The one thing that is predictable about gun banners is that any excuse, no matter how implausible, will do in the drive to ban guns.

As for me, I wish I had the money to own and fire a .50 caliber. It would sure upset Tom Diaz, and that is almost reason enough to run out and buy one.

And while we’re on the subject of terrorism, here’s a news item that comes out of left field. At first, I had to read it twice; I wasn’t sure I had gotten it right.

The Wildlife Watch in New York issued a frenzied statement calling for the suspension of New York’s annual hunting season. Why? Well, it’s obvious, at least to the Wildlife Watch.
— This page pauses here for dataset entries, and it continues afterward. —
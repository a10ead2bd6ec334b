//! Query planning for pre-parsed query descriptions.
//!
//! A `QueryPlan` is turned into a fixed operator pipeline:
//! `Scan -> Select (if filtered) -> HashAggregate (if grouped or aggregated)`.
//! There is no reordering or cost-based choice.

use crate::access::Value;
use crate::executor::{
    AggregateSpec, ExecutionContext, Executor, HashAggregateExecutor, ScanExecutor, SelectExecutor,
};
use crate::expression::Predicate;
use anyhow::Result;
use std::fmt;

/// Keeps rows whose `column` lies strictly between `lower` and `upper`
#[derive(Debug, Clone, PartialEq)]
pub struct RangeFilter {
    pub column: usize,
    pub lower: Value,
    pub upper: Value,
}

impl RangeFilter {
    pub fn new(column: usize, lower: impl Into<Value>, upper: impl Into<Value>) -> Self {
        Self {
            column,
            lower: lower.into(),
            upper: upper.into(),
        }
    }

    pub fn to_predicate(&self) -> Predicate {
        Predicate::and(vec![
            Predicate::column_gt(self.column, self.lower.clone()),
            Predicate::column_lt(self.column, self.upper.clone()),
        ])
    }
}

/// Query description produced by an external parser
#[derive(Debug, Clone, Default, PartialEq)]
pub struct QueryPlan {
    pub filter: Option<RangeFilter>,
    pub group_by: Vec<usize>,
    pub aggregates: Vec<AggregateSpec>,
}

impl QueryPlan {
    pub fn new() -> Self {
        Self::default()
    }

    pub fn with_filter(mut self, filter: RangeFilter) -> Self {
        self.filter = Some(filter);
        self
    }

    pub fn with_group_by(mut self, columns: Vec<usize>) -> Self {
        self.group_by = columns;
        self
    }

    pub fn with_aggregate(mut self, aggregate: AggregateSpec) -> Self {
        self.aggregates.push(aggregate);
        self
    }

    fn is_aggregating(&self) -> bool {
        !self.group_by.is_empty() || !self.aggregates.is_empty()
    }
}

impl fmt::Display for QueryPlan {
    fn fmt(&self, f: &mut fmt::Formatter<'_>) -> fmt::Result {
        write!(f, "Scan")?;
        if let Some(filter) = &self.filter {
            write!(f, " -> Select{}", filter.to_predicate())?;
        }
        if self.is_aggregating() {
            let aggregates: Vec<String> = self.aggregates.iter().map(|a| a.to_string()).collect();
            write!(
                f,
                " -> HashAggregate(group by {:?}: {})",
                self.group_by,
                aggregates.join(", ")
            )?;
        }
        Ok(())
    }
}

/// Compose the operator tree for `plan`. The returned executor is not opened.
pub fn build_operator_tree(
    plan: &QueryPlan,
    context: ExecutionContext,
) -> Result<Box<dyn Executor>> {
    let mut root: Box<dyn Executor> = Box::new(ScanExecutor::new(context));

    if let Some(filter) = &plan.filter {
        root = Box::new(SelectExecutor::new(root, filter.to_predicate()));
    }

    if plan.is_aggregating() {
        root = Box::new(HashAggregateExecutor::new(
            root,
            plan.group_by.clone(),
            plan.aggregates.clone(),
        )?);
    }

    Ok(root)
}

#[cfg(test)]
mod tests {
    use super::*;
    use crate::access::Record;
    use crate::executor::collect_rows;
    use crate::executor::tests::{create_test_context, int_rows};
    use crate::storage::PageId;

    fn load(context: &ExecutionContext, rows: &[&[i32]]) -> Result<()> {
        let mut cache = context.cache.lock();
        let page = cache.get(PageId(0))?;
        for row in rows {
            page.add_record(&Record::new(row.iter().map(|v| Value::Int32(*v)).collect()))?;
        }
        Ok(())
    }

    #[test]
    fn test_range_filter_is_exclusive() -> Result<()> {
        let filter = RangeFilter::new(0, 1, 3);
        let predicate = filter.to_predicate();

        assert!(!predicate.evaluate(&[Value::Int32(1)])?);
        assert!(predicate.evaluate(&[Value::Int32(2)])?);
        assert!(!predicate.evaluate(&[Value::Int32(3)])?);
        Ok(())
    }

    #[test]
    fn test_plain_scan() -> Result<()> {
        let (_dir, context) = create_test_context(4)?;
        load(&context, &[&[1, 1], &[2, 2]])?;

        let mut root = build_operator_tree(&QueryPlan::new(), context)?;
        assert_eq!(collect_rows(root.as_mut())?, int_rows(&[&[1, 1], &[2, 2]]));
        Ok(())
    }

    #[test]
    fn test_filter_then_aggregate() -> Result<()> {
        let (_dir, context) = create_test_context(4)?;
        load(
            &context,
            &[&[1, 10], &[2, 150], &[1, 120], &[2, 300], &[3, 199], &[1, 130]],
        )?;

        let plan = QueryPlan::new()
            .with_filter(RangeFilter::new(1, 100, 200))
            .with_group_by(vec![0])
            .with_aggregate(AggregateSpec::sum(1))
            .with_aggregate(AggregateSpec::count_star());

        let mut root = build_operator_tree(&plan, context)?;
        assert_eq!(
            collect_rows(root.as_mut())?,
            int_rows(&[&[2, 150, 1], &[1, 250, 2], &[3, 199, 1]])
        );
        Ok(())
    }

    #[test]
    fn test_display() {
        let plan = QueryPlan::new()
            .with_filter(RangeFilter::new(1, 100, 200))
            .with_group_by(vec![0])
            .with_aggregate(AggregateSpec::sum(1));

        assert_eq!(
            plan.to_string(),
            "Scan -> Select(#1 > 100 AND #1 < 200) -> HashAggregate(group by [0]: SUM(#1))"
        );
        assert_eq!(QueryPlan::new().to_string(), "Scan");
    }
}
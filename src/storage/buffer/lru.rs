use super::policy::EvictionPolicy;
use crate::storage::page::PageId;
use std::collections::{BTreeMap, HashMap};

#[derive(Debug)]
pub struct LruPolicy {
    /// Access stamp -> page, least recently used first
    order: BTreeMap<u64, PageId>,
    /// Page -> its latest access stamp
    stamps: HashMap<PageId, u64>,
    /// Monotonic access counter
    clock: u64,
    /// Maximum number of tracked pages
    capacity: usize,
}

impl LruPolicy {
    pub fn new(capacity: usize) -> Self {
        Self {
            order: BTreeMap::new(),
            stamps: HashMap::with_capacity(capacity),
            clock: 0,
            capacity,
        }
    }
}

impl EvictionPolicy for LruPolicy {
    fn touch(&mut self, page_id: PageId) -> bool {
        let found = match self.stamps.remove(&page_id) {
            Some(stamp) => {
                self.order.remove(&stamp);
                true
            }
            None => false,
        };

        if self.order.len() >= self.capacity {
            self.evict();
        }

        if self.order.len() < self.capacity {
            self.clock += 1;
            self.order.insert(self.clock, page_id);
            self.stamps.insert(page_id, self.clock);
        }

        found
    }

    fn evict(&mut self) -> Option<PageId> {
        let (_, page_id) = self.order.pop_first()?;
        self.stamps.remove(&page_id);
        Some(page_id)
    }

    fn len(&self) -> usize {
        self.order.len()
    }
}

#[cfg(test)]
mod tests {
    use super::*;

    #[test]
    fn test_basic_lru_operations() {
        let mut policy = LruPolicy::new(3);

        assert!(policy.is_empty());
        assert_eq!(policy.evict(), None);

        assert!(!policy.touch(PageId(1)));
        assert!(!policy.touch(PageId(2)));
        assert!(!policy.touch(PageId(3)));
        assert_eq!(policy.len(), 3);

        assert_eq!(policy.evict(), Some(PageId(1)));
        assert_eq!(policy.evict(), Some(PageId(2)));
        assert_eq!(policy.evict(), Some(PageId(3)));
        assert_eq!(policy.evict(), None);
    }

    #[test]
    fn test_touch_promotes() {
        let mut policy = LruPolicy::new(3);
        policy.touch(PageId(1));
        policy.touch(PageId(2));
        policy.touch(PageId(3));

        // Page 1 becomes most recently used
        assert!(policy.touch(PageId(1)));
        assert_eq!(policy.len(), 3);

        assert_eq!(policy.evict(), Some(PageId(2)));
        assert_eq!(policy.evict(), Some(PageId(3)));
        assert_eq!(policy.evict(), Some(PageId(1)));
    }

    #[test]
    fn test_touch_at_capacity_drops_lru() {
        let mut policy = LruPolicy::new(2);
        policy.touch(PageId(1));
        policy.touch(PageId(2));

        // Tracking a third page pushes out page 1
        assert!(!policy.touch(PageId(3)));
        assert_eq!(policy.len(), 2);
        assert_eq!(policy.evict(), Some(PageId(2)));
        assert_eq!(policy.evict(), Some(PageId(3)));
    }

    #[test]
    fn test_retouch_at_capacity_keeps_others() {
        let mut policy = LruPolicy::new(2);
        policy.touch(PageId(1));
        policy.touch(PageId(2));

        assert!(policy.touch(PageId(2)));
        assert_eq!(policy.len(), 2);
        assert_eq!(policy.evict(), Some(PageId(1)));
    }
}
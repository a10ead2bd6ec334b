use crate::access::{Record, RecordId, Value};
use crate::config::EngineConfig;
use crate::executor::{
    collect_rows, DeleteExecutor, ExecutionContext, Executor, InsertExecutor, Row, ScanExecutor,
};
use crate::index::{HashIndex, OrderedIndex};
use crate::planner::{build_operator_tree, QueryPlan};
use crate::storage::{CacheStats, LruPolicy, PageCache, PageId, PageStore, SlotId};
use anyhow::{bail, Context, Result};
use log::{debug, info, warn};
use parking_lot::Mutex;
use std::path::Path;
use std::sync::Arc;

/// High-level engine interface that integrates all layers
///
/// Records are stored through the page cache. The hash and ordered indexes
/// are in-memory views rebuilt by `build_indexes` from a full scan; they do
/// not follow later inserts or deletes.
pub struct Database {
    config: EngineConfig,
    cache: Arc<Mutex<PageCache>>,
    hash_index: HashIndex,
    ordered_index: OrderedIndex,
}

impl Database {
    /// Create a new page file at the specified path, truncating any existing one
    pub fn create(path: &Path, config: EngineConfig) -> Result<Self> {
        config.validate()?;
        let store = PageStore::create(path, config.layout)
            .with_context(|| format!("Failed to create page file {:?}", path))?;
        Self::with_store(store, config)
    }

    /// Open an existing page file, creating it if missing
    pub fn open(path: &Path, config: EngineConfig) -> Result<Self> {
        config.validate()?;
        let store = PageStore::open(path, config.layout)
            .with_context(|| format!("Failed to open page file {:?}", path))?;
        Self::with_store(store, config)
    }

    fn with_store(store: PageStore, config: EngineConfig) -> Result<Self> {
        info!(
            "Engine ready: {} pages, cache capacity {}",
            store.num_pages(),
            config.cache_capacity
        );
        let policy = Box::new(LruPolicy::new(config.cache_capacity));
        let cache = PageCache::new(store, policy, config.cache_capacity);

        Ok(Self {
            config,
            cache: Arc::new(Mutex::new(cache)),
            hash_index: HashIndex::new(config.hash_capacity)?,
            ordered_index: OrderedIndex::new(config.btree_order)?,
        })
    }

    pub fn config(&self) -> &EngineConfig {
        &self.config
    }

    /// Execution context sharing this engine's page cache
    pub fn context(&self) -> ExecutionContext {
        ExecutionContext::new(Arc::clone(&self.cache))
    }

    /// Store a record in the first page with room, extending the file if needed
    pub fn insert(&mut self, record: Record) -> Result<RecordId> {
        let mut executor = InsertExecutor::new(record, self.context());
        executor.open()?;
        let placed = if executor.next()? {
            executor.placed()
        } else {
            None
        };
        executor.close()?;

        match placed {
            Some(record_id) => Ok(record_id),
            None => bail!("Record rejected by a freshly extended page"),
        }
    }

    /// Store the two-column `[key, value]` record indexes are built from
    pub fn insert_pair(&mut self, key: i32, value: i32) -> Result<RecordId> {
        self.insert(Record::new(vec![Value::Int32(key), Value::Int32(value)]))
    }

    /// Free a slot and write its page through. Returns whether a record was removed.
    pub fn delete(&mut self, page_id: PageId, slot_id: SlotId) -> Result<bool> {
        let mut executor = DeleteExecutor::new(RecordId::new(page_id, slot_id), self.context());
        executor.open()?;
        let deleted = executor.next()? && executor.deleted();
        executor.close()?;
        Ok(deleted)
    }

    /// Rebuild both indexes from a full scan. Rows whose key or value column
    /// is missing or not an integer are skipped. Returns the number of rows
    /// indexed. On error the previously built indexes are kept.
    pub fn build_indexes(&mut self) -> Result<usize> {
        let key_column = self.config.key_column;
        let value_column = self.config.value_column;

        let mut hash_index = HashIndex::new(self.config.hash_capacity)?;
        let mut ordered_index = OrderedIndex::new(self.config.btree_order)?;

        let mut scan = ScanExecutor::new(self.context());
        scan.open()?;
        let mut indexed = 0usize;
        let mut skipped = 0usize;
        while scan.next()? {
            let row = scan.output();
            let key = row.get(key_column).and_then(Value::as_i32);
            let value = row.get(value_column).and_then(Value::as_i32);
            let (Some(key), Some(value)) = (key, value) else {
                skipped += 1;
                continue;
            };

            hash_index
                .insert_or_update(key, value)
                .context("Failed to build hash index")?;
            ordered_index.insert_or_update(key, value);
            indexed += 1;
        }
        scan.close()?;

        if skipped > 0 {
            warn!("Skipped {} rows without integer key/value columns", skipped);
        }
        debug!(
            "Indexed {} rows: {} distinct keys, B+Tree height {}",
            indexed,
            ordered_index.len(),
            ordered_index.height()
        );
        self.hash_index = hash_index;
        self.ordered_index = ordered_index;
        Ok(indexed)
    }

    /// Unopened full scan over every stored record
    pub fn scan(&self) -> Box<dyn Executor> {
        Box::new(ScanExecutor::new(self.context()))
    }

    /// Run a query plan to completion
    pub fn execute(&self, plan: &QueryPlan) -> Result<Vec<Row>> {
        debug!("Executing {}", plan);
        let mut root = build_operator_tree(plan, self.context())?;
        collect_rows(root.as_mut())
    }

    pub fn lookup_hash(&self, key: i32) -> Option<i32> {
        self.hash_index.get(key)
    }

    pub fn lookup_ordered(&self, key: i32) -> Option<i32> {
        self.ordered_index.get(&key).copied()
    }

    /// Values for keys in `[lower, upper]`, in hash slot order
    pub fn range_query_hash(&self, lower: i32, upper: i32) -> Vec<i32> {
        self.hash_index.range_query(lower, upper)
    }

    /// Values for keys in `[lower, upper]`, in ascending key order
    pub fn range_query_ordered(&self, lower: i32, upper: i32) -> Vec<i32> {
        self.ordered_index.range_query(&lower, &upper)
    }

    /// `(key, summed value)` for every indexed key, in hash slot order
    pub fn group_sums(&self) -> Vec<(i32, i32)> {
        self.hash_index.iter().collect()
    }

    pub fn hash_index(&self) -> &HashIndex {
        &self.hash_index
    }

    pub fn ordered_index(&self) -> &OrderedIndex {
        &self.ordered_index
    }

    /// Write every resident page to disk
    pub fn flush(&mut self) -> Result<()> {
        self.cache.lock().flush_all()?;
        Ok(())
    }

    pub fn page_count(&self) -> usize {
        self.cache.lock().page_count()
    }

    pub fn cache_stats(&self) -> CacheStats {
        self.cache.lock().stats()
    }
}

impl Drop for Database {
    fn drop(&mut self) {
        // Best effort flush on drop
        if let Err(e) = self.flush() {
            warn!("Failed to flush pages on close: {}", e);
        }
    }
}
You see, hunting “is just a wonderful opportunity for someone who would want to do a terrorist act. They don’t have to report their whereabouts and can be lurking everywhere. They can lurk in groups.”

Perhaps the Wildlife Watch should take a deep breath and chill out lest they convince the world that they see a terrorist under every rock.

I am thankful that some of my friends see a bambi behind every tree, though, and are willing to share with me the results of their animal “terrorism.” Does my preference for the roasts make me an unindicted co-conspirator of a terrorist network?